DOSE PROPORTIONAL PHARMACOKINETICS OF ALPROSTADIL (PROSTAGLANDIN E(1)) IN HEALTHY-VOLUNTEERS FOLLOWING INTRAVENOUS-INFUSION

Prostaglandin E(1) (PGE(1)) (30, 60, 120 mu g) was administered by intravenous infusion over a 120 min period in an open, three way randomized, cross-over study to 12 healthy male volunteers. For the evaluation of PGE(1), PGE(0) and 15-keto-PGE(0), blood samples were drawn prior to, during and after the infusion. Analytical measurements were performed by gas chromatography/negative ion chemical ionization triple stage quadruple mass spectrometry, a highly specific and sensitive GC/MS/MS-method, During intravenous infusion of 30, 60 and 120 mu g PGE(1), endogenous plasma PGE(1) concentrations increased from 1.7 +/- 0.8 to 4.2 +/- 1.1, 6.7 +/- 1.0 and 11.0 +/- 1.9 pg ml(-1) respectively. PGE(0) plasma concentrations increased from endogenous levels of 1.3 +/- 1.0 pg ml(-1) to 7.6 +/- 2.1, 14.1 +/- 3.7 and 28.0 +/- 3.0 pg ml(-1) respectively, whilst 15-keto-PGE(0) plasma concentrations increased from endogenous levels of 10.2 +/- 13.9 pg ml(-1) to 99.3 +/- 27.9, 190.4 +/- 52.5 and 357.2 +/- 72.6 pg ml(-1) respectively.
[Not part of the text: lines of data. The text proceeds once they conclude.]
//! Workflow selection and approval-record instantiation.

use chrono::{DateTime, Duration, Utc};
use uuid::Uuid;

use super::token::ApprovalToken;
use crate::models::approval::{ApprovalRecord, ApprovalStatus};
use crate::models::request::MaintenanceRequest;
use crate::models::workflow::WorkflowDefinition;

/// Pick the definition for a request: the most specific matching filter
/// wins, ties go to the earliest-created definition. `defs` must be in
/// creation order.
pub fn select_workflow<'a>(
    defs: &'a [WorkflowDefinition],
    category: Option<&str>,
    priority: Option<&str>,
) -> Option<&'a WorkflowDefinition> {
    let mut best: Option<&WorkflowDefinition> = None;
    for def in defs.iter().filter(|d| d.matches(category, priority)) {
        match best {
            Some(b) if b.specificity() >= def.specificity() => {}
            _ => best = Some(def),
        }
    }
    best
}

/// A record ready to persist together with the plaintext token that the
/// notification for it must carry.
pub struct IssuedApproval {
    pub record: ApprovalRecord,
    pub token: ApprovalToken,
}

/// One pending record per step of `workflow`, in step order, each with a
/// fresh token expiring `timeout_hours` (or `default_timeout_hours`) from
/// `now`.
pub fn instantiate(
    request: &MaintenanceRequest,
    workflow: &WorkflowDefinition,
    now: DateTime<Utc>,
    default_timeout_hours: i32,
) -> Vec<IssuedApproval> {
    let mut steps: Vec<_> = workflow.steps.iter().collect();
    steps.sort_by_key(|s| s.step_order);

    steps
        .into_iter()
        .map(|step| {
            let token = ApprovalToken::generate();
            let hours = step.effective_timeout_hours(default_timeout_hours);
            let record = ApprovalRecord {
                id: Uuid::new_v4(),
                request_id: request.id,
                workflow_id: workflow.id,
                workflow_revision: workflow.revision,
                step_order: step.step_order,
                approver_email: step.approver_email.clone(),
                approver_name: step.approver_name.clone(),
                token_hash: token.hash(),
                token_expires_at: now + Duration::hours(i64::from(hours)),
                status: ApprovalStatus::Pending,
                approved_at: None,
                rejected_at: None,
                rejection_reason: None,
                ip_address: None,
                user_agent: None,
                created_at: now,
                updated_at: now,
            };
            IssuedApproval { record, token }
        })
        .collect()
}

#[cfg(test)]
mod tests {
    use super::*;
    use crate::models::request::{RequestStage, SubmittedRequest};
    use crate::models::workflow::StepTemplate;

    fn def(name: &str, category: Option<&str>, priority: Option<&str>) -> WorkflowDefinition {
        let now = Utc::now();
        WorkflowDefinition {
            id: Uuid::new_v4(),
            name: name.into(),
            description: None,
            category: category.map(String::from),
            priority: priority.map(String::from),
            is_active: true,
            archived: false,
            revision: 1,
            created_at: now,
            updated_at: now,
            steps: Vec::new(),
        }
    }

    fn step(wf: &WorkflowDefinition, order: i32, hours: i32) -> StepTemplate {
        StepTemplate {
            workflow_id: wf.id,
            revision: wf.revision,
            step_order: order,
            required_role: "manager".into(),
            approver_name: format!("Approver {}", order),
            approver_email: format!("approver{}@example.com", order),
            can_reject: true,
            timeout_hours: hours,
            auto_approve_on_timeout: false,
        }
    }

    #[test]
    fn test_most_specific_match_wins() {
        let defs = vec![
            def("default", None, None),
            def("priority", None, Some("high")),
            def("category", Some("plumbing"), None),
            def("both", Some("plumbing"), Some("high")),
        ];
        let pick = |c, p| select_workflow(&defs, c, p).map(|d| d.name.as_str());

        assert_eq!(pick(Some("plumbing"), Some("high")), Some("both"));
        assert_eq!(pick(Some("plumbing"), Some("low")), Some("category"));
        assert_eq!(pick(Some("electrical"), Some("high")), Some("priority"));
        assert_eq!(pick(Some("electrical"), None), Some("default"));
        assert_eq!(pick(None, None), Some("default"));
    }

    #[test]
    fn test_ties_go_to_first_created() {
        let defs = vec![
            def("first", Some("hvac"), None),
            def("second", Some("hvac"), None),
        ];
        let picked = select_workflow(&defs, Some("hvac"), None).unwrap();
        assert_eq!(picked.name, "first");
    }

    #[test]
    fn test_inactive_and_unmatched_are_skipped() {
        let mut inactive = def("inactive", None, None);
        inactive.is_active = false;
        let defs = vec![inactive, def("hvac-only", Some("hvac"), None)];
        assert!(select_workflow(&defs, Some("plumbing"), None).is_none());
    }

    #[test]
    fn test_category_filter_does_not_match_missing_category() {
        let defs = vec![def("hvac", Some("hvac"), None)];
        assert!(select_workflow(&defs, None, Some("high")).is_none());
    }

    #[test]
    fn test_instantiate_one_pending_record_per_step() {
        let mut wf = def("two-step", None, None);
        wf.steps = vec![step(&wf, 2, 0), step(&wf, 1, 24)];
        let now = Utc::now();
        let request = MaintenanceRequest::from_submission(
            SubmittedRequest {
                id: Uuid::new_v4(),
                title: "Leaking pipe".into(),
                description: None,
                category: None,
                priority: None,
            },
            now,
        );
        assert_eq!(request.stage, RequestStage::AwaitingApproval);

        let issued = instantiate(&request, &wf, now, 48);
        assert_eq!(issued.len(), 2);
        assert_eq!(issued[0].record.step_order, 1);
        assert_eq!(issued[1].record.step_order, 2);
        assert_eq!(issued[0].record.token_expires_at, now + Duration::hours(24));
        // zero timeout falls back to the default
        assert_eq!(issued[1].record.token_expires_at, now + Duration::hours(48));
        for i in &issued {
            assert_eq!(i.record.status, ApprovalStatus::Pending);
            assert_eq!(i.record.request_id, request.id);
            assert_eq!(i.record.token_hash, i.token.hash());
        }
        assert_ne!(issued[0].record.token_hash, issued[1].record.token_hash);
    }
}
Within the dose range of 30-120 mu g PGE(1) 2 h(-1) there was a linear increase of C-max and AUC with the dose. The results of the analysis of variance after baseline and dose-correction show a 90% confidence interval in the bioequivalence acceptance range of 80 to 125%.